- Supplied data:
##############################

//! Command registry for dependency injection
//!
//! Maps command-line tags to command handlers and holds the main unit.
//! Built once at start-up and passed to the launcher.

use std::collections::HashMap;
use std::fmt;
use std::rc::Rc;

use tracing::debug;

use crate::application::command::{Command, TokenKind};
use crate::domain::UnitRef;
use crate::infrastructure::error::{RegistryError, RegistryResult};

/// Shared handle to a registered command.
pub type CommandRef = Rc<dyn Command>;

/// A command name qualified by the token kind it answers to.
#[derive(Debug, Clone, PartialEq, Eq, Hash, PartialOrd, Ord)]
pub struct Tag {
    kind: TokenKind,
    name: String,
}

impl Tag {
    pub fn new(kind: TokenKind, name: impl Into<String>) -> Self {
        Self {
            kind,
            name: name.into(),
        }
    }

    /// Tag answering to `--name`.
    pub fn command(name: impl Into<String>) -> Self {
        Self::new(TokenKind::Command, name)
    }

    /// Tag answering to `-name`.
    pub fn switch(name: impl Into<String>) -> Self {
        Self::new(TokenKind::Switch, name)
    }

    pub fn kind(&self) -> TokenKind {
        self.kind
    }

    pub fn name(&self) -> &str {
        &self.name
    }
}

impl fmt::Display for Tag {
    fn fmt(&self, f: &mut fmt::Formatter<'_>) -> fmt::Result {
        write!(f, "{}{}", self.kind.prefix(), self.name)
    }
}

/// One registered command with all tags it answers to.
pub struct CommandListing<'a> {
    pub tag: &'a Tag,
    pub aliases: Vec<&'a Tag>,
    pub command: &'a CommandRef,
}

/// Registry of commands, aliases, default handler and main unit.
pub struct Registry {
    /// Primary tags in registration order.
    entries: Vec<(Tag, CommandRef)>,
    /// Alias tags in registration order, pointing into `entries`.
    aliases: Vec<(Tag, usize)>,
    /// Every primary and alias tag.
    index: HashMap<Tag, usize>,
    default_handler: Option<CommandRef>,
    main: Option<UnitRef>,
}

impl Registry {
    pub fn builder() -> RegistryBuilder {
        RegistryBuilder::default()
    }

    /// Command answering to `name` under the namespace of `kind`.
    pub fn resolve(&self, kind: TokenKind, name: &str) -> Option<CommandRef> {
        let tag = Tag::new(kind, name);
        self.index
            .get(&tag)
            .map(|&entry| Rc::clone(&self.entries[entry].1))
    }

    /// Handler for tokens no command claims.
    pub fn default_handler(&self) -> Option<CommandRef> {
        self.default_handler.clone()
    }

    pub fn main_unit(&self) -> Option<UnitRef> {
        self.main.clone()
    }

    /// All registered commands in registration order, with their aliases.
    pub fn list_commands(&self) -> Vec<CommandListing<'_>> {
        self.entries
            .iter()
            .enumerate()
            .map(|(entry, (tag, command))| CommandListing {
                tag,
                aliases: self
                    .aliases
                    .iter()
                    .filter(|(_, target)| *target == entry)
                    .map(|(alias, _)| alias)
                    .collect(),
                command,
            })
            .collect()
    }

    pub fn len(&self) -> usize {
        self.entries.len()
    }

    pub fn is_empty(&self) -> bool {
        self.entries.is_empty()
    }
}

/// Collects registrations; wiring mistakes surface from [`RegistryBuilder::build`].
#[derive(Default)]
pub struct RegistryBuilder {
    commands: Vec<(Tag, CommandRef)>,
    aliases: Vec<(Tag, Tag)>,
    default_handler: Option<CommandRef>,
    main: Option<UnitRef>,
}

impl RegistryBuilder {
    pub fn command(self, tag: Tag, command: impl Command + 'static) -> Self {
        self.command_ref(tag, Rc::new(command))
    }

    /// Register an already shared command.
    pub fn command_ref(mut self, tag: Tag, command: CommandRef) -> Self {
        self.commands.push((tag, command));
        self
    }

    /// Make `alias` answer with the command registered under `target`.
    pub fn alias(mut self, alias: Tag, target: Tag) -> Self {
        self.aliases.push((alias, target));
        self
    }

    pub fn default_handler(mut self, command: impl Command + 'static) -> Self {
        self.default_handler = Some(Rc::new(command));
        self
    }

    pub fn main(mut self, unit: UnitRef) -> Self {
        self.main = Some(unit);
        self
    }

    pub fn build(self) -> RegistryResult<Registry> {
        let mut index = HashMap::new();
        let mut entries = Vec::with_capacity(self.commands.len());

        for (tag, command) in self.commands {
            if tag.name().is_empty() {
                return Err(RegistryError::EmptyName);
            }
            if index.insert(tag.clone(), entries.len()).is_some() {
                return Err(RegistryError::DuplicateTag(tag.to_string()));
            }
            entries.push((tag, command));
        }

        let mut aliases = Vec::with_capacity(self.aliases.len());
        for (alias, target) in self.aliases {
            if alias.name().is_empty() {
                return Err(RegistryError::EmptyName);
            }
            let entry = match entries.iter().position(|(tag, _)| *tag == target) {
                Some(entry) => entry,
                None => {
                    return Err(RegistryError::UnknownAliasTarget {
                        alias: alias.to_string(),
                        target: target.to_string(),
                    })
                }
            };
            if index.insert(alias.clone(), entry).is_some() {
                return Err(RegistryError::DuplicateTag(alias.to_string()));
            }
            aliases.push((alias, entry));
        }

        debug!(
            commands = entries.len(),
            aliases = aliases.len(),
            default_handler = self.default_handler.is_some(),
            main = self.main.is_some(),
            "registry built"
        );
        Ok(Registry {
            entries,
            aliases,
            index,
            default_handler: self.default_handler,
            main: self.main,
        })
    }
}

#[cfg(test)]
mod tests {
    use super::*;
    use crate::application::command::{ArgCursor, CommandResult, Flow};

    struct Noop(&'static str);

    impl Command for Noop {
        fn process(&self, _args: &mut ArgCursor<'_>, _registry: &Registry) -> CommandResult {
            Ok(Flow::Continue)
        }

        fn summary(&self) -> &str {
            self.0
        }
    }

    #[test]
    fn given_tags_when_displayed_then_prefixed_by_kind() {
        assert_eq!(Tag::command("help").to_string(), "--help");
        assert_eq!(Tag::switch("h").to_string(), "-h");
    }

    #[test]
    fn given_alias_when_resolving_then_returns_target_command() {
        let registry = Registry::builder()
            .command(Tag::command("help"), Noop("help"))
            .alias(Tag::switch("h"), Tag::command("help"))
            .build()
            .unwrap();

        let command = registry.resolve(TokenKind::Switch, "h").unwrap();
        assert_eq!(command.summary(), "help");
        assert!(registry.resolve(TokenKind::Command, "h").is_none());
        assert!(registry.resolve(TokenKind::Switch, "help").is_none());
    }

    #[test]
    fn given_registrations_when_listing_then_keeps_order_and_aliases() {
        let registry = Registry::builder()
            .command(Tag::command("verbose"), Noop("verbose"))
            .command(Tag::command("help"), Noop("help"))
            .alias(Tag::switch("h"), Tag::command("help"))
            .alias(Tag::switch("?"), Tag::command("help"))
            .build()
            .unwrap();

        let listing = registry.list_commands();
        assert_eq!(listing.len(), 2);
        assert_eq!(listing[0].tag.to_string(), "--verbose");
        assert!(listing[0].aliases.is_empty());
        assert_eq!(listing[1].tag.to_string(), "--help");
        let aliases: Vec<String> = listing[1].aliases.iter().map(|a| a.to_string()).collect();
        assert_eq!(aliases, vec!["-h", "-?"]);
    }

    #[test]
    fn given_duplicate_tag_when_building_then_rejected() {
        let result = Registry::builder()
            .command(Tag::command("help"), Noop("a"))
            .command(Tag::command("help"), Noop("b"))
            .build();
        assert!(matches!(result, Err(RegistryError::DuplicateTag(tag)) if tag == "--help"));
    }

    #[test]
    fn given_alias_to_unknown_target_when_building_then_rejected() {
        let result = Registry::builder()
            .alias(Tag::switch("h"), Tag::command("help"))
            .build();
        assert!(matches!(result, Err(RegistryError::UnknownAliasTarget { .. })));
    }

    #[test]
    fn given_empty_registry_when_queried_then_nothing_found() {
        let registry = Registry::builder().build().unwrap();
        assert!(registry.is_empty());
        assert!(registry.default_handler().is_none());
        assert!(registry.main_unit().is_none());
        assert!(registry.resolve(TokenKind::Command, "help").is_none());
    }
}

##############################

- What to work on: Your task is to copy each line of the entries that includes the word "HashMap".

- Answer section:
use std::collections::HashMap;
    index: HashMap<Tag, usize>,
        let mut index = HashMap::new();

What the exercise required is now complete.